In Europe, the highest concentrations of the disease are found in Greece, coastal regions in Turkey (particularly the Aegean Region such as İzmir, Balıkesir, Aydın, Muğla, and Mediterranean Region such as Antalya, Adana, Mersin), in southern Spain, in parts of Italy, particularly southern Italy. With the exception of the Balearics, the major Mediterranean Islands, such as Sicily, Sardinia, Malta, Corsica, Cyprus, and Crete are heavily affected. Other Mediterranean peoples, as well as those in the vicinity of the Mediterranean, also have high rates of thalassemia, including people from North Africa and West Asia. Far from the Mediterranean, South Asians are also affected, with the world's highest concentration of carriers (16–18% of the population) in the Maldives.

The disease is also found in populations living in Africa, the Americas, and in Tharu people in the Terai region of Nepal and India. It is believed to account for much lower rates of malaria illnesses and deaths, accounting for the historic ability of Tharus to survive in areas with heavy malaria infestation while others could not. Thalassemias are particularly associated with people of Mediterranean origin, Arabs (especially Palestinians and people of Palestinian descent), and Asians. The estimated prevalence is 16% in people from Cyprus, 1% in Thailand, and 3–8% in populations from Bangladesh, China, India, Malaysia and Pakistan.

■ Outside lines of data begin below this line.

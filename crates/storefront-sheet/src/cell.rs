//! Spreadsheet cell values, decoupled from the workbook reader so row
//! normalization can be tested without building a workbook.

use calamine::Data;

/// One heterogeneous cell value from a worksheet row.
#[derive(Debug, Clone, PartialEq)]
pub enum Cell {
    Empty,
    Text(String),
    Int(i64),
    Float(f64),
    Bool(bool),
}

impl Cell {
    /// `true` for empty cells and whitespace-only text.
    #[must_use]
    pub fn is_blank(&self) -> bool {
        match self {
            Cell::Empty => true,
            Cell::Text(s) => s.trim().is_empty(),
            _ => false,
        }
    }

    /// Trimmed text rendering of the cell, or `None` when blank.
    ///
    /// Whole floats render without a fractional part (`128.0` → `"128"`),
    /// since spreadsheets store typed-in integers as floats.
    #[must_use]
    pub fn as_text(&self) -> Option<String> {
        match self {
            Cell::Empty => None,
            Cell::Text(s) => {
                let trimmed = s.trim();
                (!trimmed.is_empty()).then(|| trimmed.to_string())
            }
            Cell::Int(i) => Some(i.to_string()),
            Cell::Float(f) => Some(render_float(*f)),
            Cell::Bool(b) => Some(b.to_string()),
        }
    }

    /// Text rendering with blank cells mapped to `""`.
    #[must_use]
    pub fn text_or_empty(&self) -> String {
        self.as_text().unwrap_or_default()
    }

    /// Lenient numeric reading.
    ///
    /// Numeric cells are returned as-is. Text is read from its leading
    /// numeric prefix after dropping digit-grouping spaces, so `"79 990 ₽"`
    /// reads as `79990`. Returns `None` when no number can be read.
    #[must_use]
    pub fn as_number(&self) -> Option<f64> {
        match self {
            #[allow(clippy::cast_precision_loss)]
            Cell::Int(i) => Some(*i as f64),
            Cell::Float(f) => Some(*f),
            Cell::Text(s) => parse_leading_number(s),
            Cell::Empty | Cell::Bool(_) => None,
        }
    }
}

impl From<&Data> for Cell {
    fn from(data: &Data) -> Self {
        match data {
            Data::Int(i) => Cell::Int(*i),
            Data::Float(f) => Cell::Float(*f),
            Data::String(s) | Data::DateTimeIso(s) | Data::DurationIso(s) => Cell::Text(s.clone()),
            Data::Bool(b) => Cell::Bool(*b),
            Data::DateTime(dt) => Cell::Float(dt.as_f64()),
            Data::Error(_) | Data::Empty => Cell::Empty,
        }
    }
}

impl From<&str> for Cell {
    fn from(s: &str) -> Self {
        if s.is_empty() {
            Cell::Empty
        } else {
            Cell::Text(s.to_string())
        }
    }
}

fn render_float(f: f64) -> String {
    if f.is_finite() && f.fract() == 0.0 && f.abs() < 1e15 {
        format!("{f:.0}")
    } else {
        f.to_string()
    }
}

fn parse_leading_number(raw: &str) -> Option<f64> {
    let compact: String = raw
        .trim()
        .chars()
        .filter(|c| !matches!(c, ' ' | '\u{a0}' | '\u{202f}'))
        .collect();

    // Digits, dots and an exponent; a sign may lead the number or follow `e`.
    let mut candidate = String::new();
    let mut prev: Option<char> = None;
    for c in compact.chars() {
        let sign_allowed = prev.is_none_or(|p| matches!(p, 'e' | 'E'));
        if c.is_ascii_digit() || matches!(c, '.' | 'e' | 'E') || (sign_allowed && matches!(c, '+' | '-')) {
            candidate.push(c);
            prev = Some(c);
        } else {
            break;
        }
    }

    // Longest prefix that parses, e.g. "12.5.3" reads as 12.5 and "2e" as 2.
    (1..=candidate.len())
        .rev()
        .find_map(|end| candidate[..end].parse::<f64>().ok())
        .filter(|n| n.is_finite())
}

#[cfg(test)]
mod tests {
    use super::*;

    #[test]
    fn blank_detection() {
        assert!(Cell::Empty.is_blank());
        assert!(Cell::Text("  ".to_string()).is_blank());
        assert!(!Cell::Text("x".to_string()).is_blank());
        assert!(!Cell::Int(0).is_blank());
    }

    #[test]
    fn as_text_trims_and_renders_numbers() {
        assert_eq!(Cell::Text(" Blue ".to_string()).as_text().as_deref(), Some("Blue"));
        assert_eq!(Cell::Float(128.0).as_text().as_deref(), Some("128"));
        assert_eq!(Cell::Float(12.9).as_text().as_deref(), Some("12.9"));
        assert_eq!(Cell::Int(256).as_text().as_deref(), Some("256"));
        assert_eq!(Cell::Empty.as_text(), None);
    }

    #[test]
    fn as_number_reads_numeric_cells() {
        assert_eq!(Cell::Int(79_990).as_number(), Some(79_990.0));
        assert_eq!(Cell::Float(12.5).as_number(), Some(12.5));
        assert_eq!(Cell::Empty.as_number(), None);
        assert_eq!(Cell::Bool(true).as_number(), None);
    }

    #[test]
    fn as_number_reads_leading_numeric_prefix() {
        assert_eq!(Cell::from("79990").as_number(), Some(79_990.0));
        assert_eq!(Cell::from("79 990 ₽").as_number(), Some(79_990.0));
        assert_eq!(Cell::from("12.5.3").as_number(), Some(12.5));
        assert_eq!(Cell::from("-5").as_number(), Some(-5.0));
    }

    #[test]
    fn as_number_reads_exponent_notation() {
        assert_eq!(Cell::from("1e5").as_number(), Some(100_000.0));
        assert_eq!(Cell::from("1.5E3 rub").as_number(), Some(1_500.0));
        assert_eq!(Cell::from("2e-1").as_number(), Some(0.2));
        assert_eq!(Cell::from("2e").as_number(), Some(2.0));
        assert_eq!(Cell::from("e5").as_number(), None);
    }

    #[test]
    fn as_number_rejects_non_numeric_text() {
        assert_eq!(Cell::from("call us").as_number(), None);
        assert_eq!(Cell::from("inf").as_number(), None);
        assert_eq!(Cell::from("-").as_number(), None);
    }

    #[test]
    fn converts_from_calamine_data() {
        assert_eq!(Cell::from(&Data::Int(3)), Cell::Int(3));
        assert_eq!(
            Cell::from(&Data::String("iPhone".to_string())),
            Cell::Text("iPhone".to_string())
        );
        assert_eq!(Cell::from(&Data::Empty), Cell::Empty);
    }
}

Estimates suggest that approximately 1.5% of the global population (80 – 90 million people) are β-thalassemia carriers. However, exact data on carrier rates in many populations are lacking, particularly in developing areas of the world known or expected to be heavily affected. Because of the prevalence of the disease in countries with little knowledge of thalassemia, access to proper treatment and diagnosis can be difficult. While there are some diagnostic and treatment facilities in developing countries, in most cases these are not provided by government services and are available only to patients who can afford them. In general, poorer populations only have access to limited diagnostic facilities and blood transfusions. In some developing countries, there are virtually no facilities for diagnosis or management of thalassemia.

=== History of thalassemia ===
Rudolf Von Jaksch in 1889 first described "anaemia leucaemic infantum" as a form of chronic anemia in children which combined with an enlarged spleen, and abnormal size and shape of the red blood cells. His discovery was subsequently found to comprise a collection of different conditions.

The first definitive identification of a thalassemia was in 1925 by Thomas Benton Cooley, an American pediatrician specialising in hematology and childhood anemias. Cooley noted similarities in symptoms of children in his care having Greek or Italian ancestry; he named it "erythroblastic anemia," but it became popularly known as Cooley's anemia (now termed beta thalassemia major).

The term "thalassemia" was coined by George Whipple in 1932. The word "thalassemia" comes from the Greek word thalassa, which means "sea". The suffix "-emia" comes from the Greek word haima, which means "blood". The term was coined because the condition was strongly associated with people of Mediterranean descent.

In 1948, Italian researchers established that the type of thalassemia which was prevalent in Italy was inherited in a recessive pattern.